__PROBLEM DESCRIPTION__
Whenever the word "child" turns up in a line of the data below, copy that line.

===== DATA PROVIDED =====

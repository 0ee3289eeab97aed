mod aabb;
mod ray_box_intersection;
mod ray_packet;
mod transform;
mod tri_accel;

pub use aabb::AABB;
pub use ray_packet::{OCTANT_COUNT, RayPacket};
pub use transform::Transform;
pub use tri_accel::{TriAccel, TriangleHit, TriangleHitPacket};

pub type WorldPoint = nalgebra::Point3<f32>;
pub type WorldVector = nalgebra::Vector3<f32>;
pub type WorldMatrix = nalgebra::Matrix4<f32>;
pub type WorldBox = AABB<WorldPoint>;
pub type TexturePoint = nalgebra::Point2<f32>;

/// Distance below which two clipped polygon vertices are considered the same.
pub const ZERO_TOLERANCE: f32 = 1e-6;

/// Slack allowed when accepting triangle hits at the boundary of a traversal cell.
pub const INTERSECT_EPSILON: f32 = 1e-4;

/// Axis aligned plane, `axis` is 0, 1 or 2.
#[derive(Copy, Clone, Debug, PartialEq)]
pub struct SplitPlane {
    pub axis: usize,
    pub position: f32,
}

impl SplitPlane {
    pub fn new(axis: usize, position: f32) -> SplitPlane {
        debug_assert!(axis < 3);
        SplitPlane { axis, position }
    }
}

/// Index of the child visited first for a direction sign bit (0 = positive).
/// Near child is `left + sign`, far child is `left + (1 - sign)`.
pub fn octant_signs(octant: usize) -> [usize; 3] {
    [octant & 1, (octant >> 1) & 1, (octant >> 2) & 1]
}

#[derive(Copy, Clone, Debug)]
pub struct Ray {
    pub origin: WorldPoint,
    /// Direction of the ray, not necessarily normalized.
    /// Distances along the ray are measured in multiples of its length.
    pub direction: WorldVector,

    pub tnear: f32,
    pub tfar: f32,

    /// Componentwise inverse of the ray direction.
    /// Zeros turn into infinities of the same sign.
    pub inv_direction: WorldVector,
    /// 1 where the direction has its sign bit set, 0 otherwise
    pub dir_signs: [usize; 3],
}

impl Ray {
    pub fn new(origin: WorldPoint, direction: WorldVector) -> Ray {
        let mut ray = Ray {
            origin,
            direction,
            tnear: 0.0,
            tfar: f32::MAX,
            inv_direction: WorldVector::zeros(),
            dir_signs: [0; 3],
        };
        ray.update();
        ray
    }

    /// Recomputes the derived fields, must be called after changing the direction.
    pub fn update(&mut self) {
        self.inv_direction = self.direction.map(|x| 1.0 / x);
        self.dir_signs = std::array::from_fn(|i| self.direction[i].is_sign_negative() as usize);
    }

    pub fn point_at(&self, distance: f32) -> WorldPoint {
        self.origin + self.direction * distance
    }

    /// Octant index of the direction, bit `axis` set when negative along `axis`.
    pub fn octant(&self) -> usize {
        self.dir_signs[0] | (self.dir_signs[1] << 1) | (self.dir_signs[2] << 2)
    }
}

#[cfg(test)]
pub mod test {
    use super::*;
    use assert2::assert;
    use proptest::prelude::*;
    use test_case::test_case;

    /// Helper macro that creates a wrapper around a type that implements Deref and Arbitrary
    macro_rules! arbitrary_wrapper {
        ( $wrapper_name:ident ( $type:ty ) -> $block:block ) => {
            #[derive(Clone, Debug)]
            pub struct $wrapper_name(pub $type);

            impl std::ops::Deref for $wrapper_name {
                type Target = $type;
                fn deref(&self) -> &$type {
                    &self.0
                }
            }

            impl Arbitrary for $wrapper_name {
                type Parameters = ();
                type Strategy = proptest::strategy::BoxedStrategy<Self>;
                fn arbitrary_with(_args: Self::Parameters) -> Self::Strategy {
                    $block.prop_map(|x| $wrapper_name(x)).boxed()
                }
            }
        };
    }

    fn simple_float() -> BoxedStrategy<f32> {
        (-100_000i32..100_000).prop_map(|n| n as f32 * 1e-3).boxed()
    }

    arbitrary_wrapper! {
        NonzeroWorldVectorWrapper(WorldVector) -> {
            (simple_float(), simple_float(), simple_float())
                .prop_filter_map(
                    "vector is zero",
                    |coords| {
                        let vector = WorldVector::new(coords.0, coords.1, coords.2);
                        if vector.norm() < 1e-3 {
                            None
                        } else {
                            Some(vector)
                        }
                    })
        }
    }

    arbitrary_wrapper! {
        WorldPointWrapper(WorldPoint) -> {
            (simple_float(), simple_float(), simple_float())
                .prop_map(|coords| WorldPoint::new(coords.0, coords.1, coords.2))
        }
    }

    arbitrary_wrapper! {
        WorldBoxWrapper(WorldBox) -> {
            (simple_float(), simple_float(), simple_float(), 0.01f32..50.0, 0.01f32..50.0, 0.01f32..50.0)
                .prop_map(|(x, y, z, w, h, d)| {
                    let min = WorldPoint::new(x, y, z);
                    WorldBox::new(min, min + WorldVector::new(w, h, d))
                })
        }
    }

    #[test]
    fn update_computes_inverse_and_signs() {
        let ray = Ray::new(WorldPoint::origin(), WorldVector::new(2.0, -4.0, 0.5));
        assert!(ray.inv_direction == WorldVector::new(0.5, -0.25, 2.0));
        assert!(ray.dir_signs == [0, 1, 0]);
        assert!(ray.octant() == 2);
    }

    #[test_case(0.0, f32::INFINITY, 0 ; "positive_zero")]
    #[test_case(-0.0, f32::NEG_INFINITY, 1 ; "negative_zero")]
    fn zero_direction_component(component: f32, expected_inverse: f32, expected_sign: usize) {
        let ray = Ray::new(WorldPoint::origin(), WorldVector::new(component, 1.0, 1.0));
        assert!(ray.inv_direction.x == expected_inverse);
        assert!(ray.dir_signs[0] == expected_sign);
    }

    #[test]
    fn octant_signs_table() {
        for octant in 0..8 {
            let signs = octant_signs(octant);
            assert!(signs[0] | (signs[1] << 1) | (signs[2] << 2) == octant);
        }
    }
}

=====

__WRITTEN RESPONSE__
/// Index of the child visited first for a direction sign bit (0 = positive).
/// Near child is `left + sign`, far child is `left + (1 - sign)`.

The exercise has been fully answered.